Specialist Area of Focus
Pediatrician Children’s health.
Pediatric Nurse or Patient Coordinator Alignment of patient’s treatment plan.
Geneticist or Genetic Counselor Genes and inherited disorders.
Dentist Teeth and mouth.
Orthodontist Alignment of the teeth and jaw.
Oral and Maxillofacial Surgeon Surgeries of face, mouth, and jaw.
Plastic and Reconstructive Surgeon Surgeries to repair physical deformities.
Otolaryngologist Ear, nose, and throat.
Ophthalmologist Eyes and vision.
Orthopedic surgeon Bones and joints.
Neurosurgeon Surgeries of the brain, spinal cord, and nerves.
Nephrologist Kidneys.
Cardiologist Heart.
Psychologist Behavior and mental health.
Social Worker Resources and counseling.
Audiologist Hearing.
Speech and Language Pathologist Speech, language, and swallowing.

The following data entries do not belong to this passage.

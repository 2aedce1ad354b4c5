// Workspace service - workspace records, activation and export bundles
use crate::application::chart_store::ChartStore;
use crate::application::engine::{EngineError, EngineHandle};
use crate::domain::chart::Chart;
use crate::domain::workspace::{ExportBundle, Workspace, BUNDLE_VERSION};
use chrono::{DateTime, Utc};
use std::sync::Arc;

#[derive(Debug, thiserror::Error)]
pub enum WorkspaceError {
    #[error("unsupported bundle version {0}")]
    UnsupportedBundle(u32),
    #[error(transparent)]
    Engine(#[from] EngineError),
    #[error(transparent)]
    Store(#[from] anyhow::Error),
}

#[derive(Clone)]
pub struct WorkspaceService {
    store: Arc<dyn ChartStore>,
    engine: EngineHandle,
}

impl WorkspaceService {
    pub fn new(store: Arc<dyn ChartStore>, engine: EngineHandle) -> Self {
        Self { store, engine }
    }

    pub async fn list(&self) -> Result<Vec<Workspace>, WorkspaceError> {
        Ok(self.store.list_workspaces().await?)
    }

    pub async fn save(&self, workspace: Workspace) -> Result<Vec<Workspace>, WorkspaceError> {
        Ok(self.store.upsert_workspace(workspace.for_storage()).await?)
    }

    pub async fn remove(&self, id: &str) -> Result<Vec<Workspace>, WorkspaceError> {
        Ok(self.store.remove_workspace(id).await?)
    }

    /// Make `workspace_id` the active chart set. A store that cannot be read
    /// leaves the current charts in place.
    pub async fn activate(&self, workspace_id: &str) -> Result<Vec<Chart>, WorkspaceError> {
        let saved = match self.store.load_charts(workspace_id).await {
            Ok(charts) => charts,
            Err(e) => {
                tracing::warn!(workspace = workspace_id, "Failed to load saved charts: {:#}", e);
                Vec::new()
            }
        };
        self.engine
            .activate_workspace(workspace_id.to_string(), saved)
            .await?;
        Ok(self.engine.charts().await?)
    }

    pub async fn export(
        &self,
        include_charts: bool,
        exported_at: DateTime<Utc>,
    ) -> Result<ExportBundle, WorkspaceError> {
        let workspaces = self.store.list_workspaces().await?;
        let charts = if include_charts {
            Some(self.store.load_all_charts().await?)
        } else {
            None
        };
        Ok(ExportBundle::new(workspaces, charts, exported_at))
    }

    /// Upsert every bundled workspace and save any bundled charts. Returns the
    /// number of workspaces imported.
    pub async fn import(&self, bundle: ExportBundle) -> Result<usize, WorkspaceError> {
        if bundle.version != BUNDLE_VERSION {
            return Err(WorkspaceError::UnsupportedBundle(bundle.version));
        }

        let count = bundle.workspaces.len();
        for workspace in bundle.workspaces {
            self.store.upsert_workspace(workspace.for_storage()).await?;
        }
        for (workspace_id, charts) in bundle.charts_by_workspace.unwrap_or_default() {
            self.store.save_charts(&workspace_id, &charts).await?;
        }

        tracing::info!(workspaces = count, "Imported workspace bundle");
        Ok(count)
    }
}

#[cfg(test)]
pub(crate) mod tests {
    use super::*;
    use crate::application::engine::tests::{spawn_engine, ManualClock};
    use crate::domain::workspace::Interface;
    use async_trait::async_trait;
    use std::collections::BTreeMap;
    use tokio::sync::Mutex;

    #[derive(Default)]
    pub(crate) struct MemoryStore {
        charts: Mutex<BTreeMap<String, Vec<Chart>>>,
        workspaces: Mutex<Vec<Workspace>>,
    }

    #[async_trait]
    impl ChartStore for MemoryStore {
        async fn save_charts(&self, workspace_id: &str, charts: &[Chart]) -> anyhow::Result<()> {
            self.charts
                .lock()
                .await
                .insert(workspace_id.to_string(), charts.to_vec());
            Ok(())
        }

        async fn load_charts(&self, workspace_id: &str) -> anyhow::Result<Vec<Chart>> {
            Ok(self
                .charts
                .lock()
                .await
                .get(workspace_id)
                .cloned()
                .unwrap_or_default())
        }

        async fn load_all_charts(&self) -> anyhow::Result<BTreeMap<String, Vec<Chart>>> {
            Ok(self.charts.lock().await.clone())
        }

        async fn list_workspaces(&self) -> anyhow::Result<Vec<Workspace>> {
            Ok(self.workspaces.lock().await.clone())
        }

        async fn upsert_workspace(&self, workspace: Workspace) -> anyhow::Result<Vec<Workspace>> {
            let mut workspaces = self.workspaces.lock().await;
            workspaces.retain(|w| w.id != workspace.id);
            workspaces.push(workspace);
            Ok(workspaces.clone())
        }

        async fn remove_workspace(&self, id: &str) -> anyhow::Result<Vec<Workspace>> {
            let mut workspaces = self.workspaces.lock().await;
            workspaces.retain(|w| w.id != id);
            Ok(workspaces.clone())
        }
    }

    pub(crate) fn workspace(id: &str) -> Workspace {
        Workspace {
            id: id.into(),
            name: format!("Workspace {}", id),
            interface: Interface::Opcua,
            endpoint_url: "opc.tcp://localhost:4840".into(),
            auth_mode: None,
            username: None,
            password: Some("pw".into()),
            remember_password: false,
            security_mode: None,
            security_policy: None,
        }
    }

    fn fixture() -> (WorkspaceService, Arc<MemoryStore>) {
        let store = Arc::new(MemoryStore::default());
        let engine = spawn_engine(ManualClock::at(0));
        (WorkspaceService::new(store.clone(), engine), store)
    }

    #[tokio::test]
    async fn test_save_strips_unremembered_password() {
        let (service, _store) = fixture();
        let list = service.save(workspace("a")).await.unwrap();
        assert_eq!(list.len(), 1);
        assert_eq!(list[0].password, None);

        let list = service.save(workspace("a")).await.unwrap();
        assert_eq!(list.len(), 1);
        assert!(service.remove("a").await.unwrap().is_empty());
    }

    #[tokio::test]
    async fn test_activate_loads_saved_charts() {
        let (service, store) = fixture();
        let saved = vec![Chart::new("saved".into(), "Saved".into(), 5)];
        store.save_charts("ws-1", &saved).await.unwrap();

        let charts = service.activate("ws-1").await.unwrap();
        assert_eq!(charts, saved);

        let charts = service.activate("empty").await.unwrap();
        assert_eq!(charts, saved);
    }

    #[tokio::test]
    async fn test_export_then_import() {
        let (source, store) = fixture();
        source.save(workspace("a")).await.unwrap();
        store.save_charts("a", &[Chart::initial()]).await.unwrap();

        let bundle = source.export(true, Utc::now()).await.unwrap();
        assert_eq!(bundle.workspaces.len(), 1);
        assert_eq!(bundle.charts_by_workspace.as_ref().map(|c| c.len()), Some(1));

        let (other, other_store) = fixture();
        assert_eq!(other.import(bundle).await.unwrap(), 1);
        assert_eq!(other_store.load_charts("a").await.unwrap(), vec![Chart::initial()]);
    }

    #[tokio::test]
    async fn test_import_rejects_unknown_version() {
        let (service, _store) = fixture();
        let mut bundle = ExportBundle::new(Vec::new(), None, Utc::now());
        bundle.version = 2;
        assert!(matches!(
            service.import(bundle).await,
            Err(WorkspaceError::UnsupportedBundle(2))
        ));
    }
}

Treatment depends on your child’s symptoms and overall general health. When your child is an infant, treatment focuses on making sure your baby is breathing and feeding well. When your child is older, the goal is to improve the evenness of the face, jaw movement, and bite. You will work with your child’s doctors to develop a specific treatment plan, which may include surgeries to repair, rebuild, and expand the upper and lower jaws, improve the evenness of the face, or reconstruct or repair the ear.

In addition to surgeries, your child may need other treatments, such as a feeding tube to provide nutrition, speech therapy, dental care and orthodontia, or hearing and vision aids.

Treatment may occur over many years to adjust the shape of your child’s face and to help him/her breathe, eat, speak, and hear. Overall, the goal remains the same: to help your child develop and thrive.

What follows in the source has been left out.